**Your assignment:** Lines with the string "display" must each be copied from the listing.

**Data shown:**
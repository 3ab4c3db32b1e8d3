//! Persisted launcher configuration.
//!
//! A plain text file of `key=value` lines. Blank lines and lines starting
//! with `#` are ignored, the first `=` splits key from value and both are
//! trimmed. Only `model_dir` is interpreted; other keys survive a rewrite.

use crate::error::Result;
use crate::utils::expand_home;
use std::collections::BTreeMap;
use std::fs;
use std::io::{self, Write};
use std::path::{Path, PathBuf};
use tempfile::NamedTempFile;
use tracing::{debug, info, warn};

pub const MODEL_DIR_KEY: &str = "model_dir";
pub const DEFAULT_CONFIG_FILE_NAME: &str = ".llama_cli_config";

#[derive(Debug, Clone, Default, PartialEq, Eq)]
pub struct PersistedConfig {
    entries: BTreeMap<String, String>,
}

impl PersistedConfig {
    pub fn parse(contents: &str) -> Self {
        let entries = contents
            .lines()
            .map(str::trim)
            .filter(|line| !line.is_empty() && !line.starts_with('#'))
            .filter_map(|line| line.split_once('='))
            .map(|(key, value)| (key.trim().to_string(), value.trim().to_string()))
            .collect();
        Self { entries }
    }

    pub fn render(&self) -> String {
        self.entries
            .iter()
            .map(|(key, value)| format!("{}={}\n", key, value))
            .collect()
    }

    pub fn get(&self, key: &str) -> Option<&str> {
        self.entries.get(key).map(String::as_str)
    }

    pub fn set(&mut self, key: &str, value: &str) {
        self.entries.insert(key.to_string(), value.to_string());
    }

    /// The model directory as written, before `~` expansion.
    pub fn model_dir(&self) -> Option<&str> {
        self.get(MODEL_DIR_KEY).filter(|v| !v.is_empty())
    }

    /// The configured model directory, expanded and made absolute, if it
    /// exists as a directory. A relative `model_dir` resolves against the
    /// current directory, so model paths built from it survive the chdir
    /// before launch.
    pub fn resolved_model_dir(&self) -> Option<PathBuf> {
        let expanded = expand_home(self.model_dir()?);
        match fs::canonicalize(&expanded) {
            Ok(dir) if dir.is_dir() => Some(dir),
            _ => {
                debug!("Configured model_dir {} is not a directory", expanded.display());
                None
            }
        }
    }
}

/// Reads and writes the config file at one path.
#[derive(Debug, Clone)]
pub struct ConfigStore {
    path: PathBuf,
}

impl ConfigStore {
    pub fn new(path: impl Into<PathBuf>) -> Self {
        Self { path: path.into() }
    }

    pub fn path(&self) -> &Path {
        &self.path
    }

    /// A missing or unreadable file yields an empty config.
    pub fn load(&self) -> PersistedConfig {
        match fs::read_to_string(&self.path) {
            Ok(contents) => PersistedConfig::parse(&contents),
            Err(e) if e.kind() == io::ErrorKind::NotFound => PersistedConfig::default(),
            Err(e) => {
                warn!("Could not read {}: {}", self.path.display(), e);
                PersistedConfig::default()
            }
        }
    }

    /// Atomic replace: the new contents go to a temp file in the same
    /// directory, which is flushed, synced and renamed over the old file.
    pub fn save(&self, config: &PersistedConfig) -> Result<()> {
        let dir = match self.path.parent() {
            Some(p) if !p.as_os_str().is_empty() => p.to_path_buf(),
            _ => PathBuf::from("."),
        };
        fs::create_dir_all(&dir)?;

        let mut file = NamedTempFile::new_in(&dir)?;
        file.write_all(config.render().as_bytes())?;
        file.flush()?;
        file.as_file().sync_all()?;
        file.persist(&self.path).map_err(|e| e.error)?;

        info!("Saved configuration to {}", self.path.display());
        Ok(())
    }

    /// Set `model_dir` and persist immediately, keeping any other keys.
    pub fn save_model_dir(&self, model_dir: &str) -> Result<PersistedConfig> {
        let mut config = self.load();
        config.set(MODEL_DIR_KEY, model_dir);
        self.save(&config)?;
        Ok(config)
    }
}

**Solution below:**
                debug!("Configured model_dir {} is not a directory", expanded.display());
                warn!("Could not read {}: {}", self.path.display(), e);
        info!("Saved configuration to {}", self.path.display());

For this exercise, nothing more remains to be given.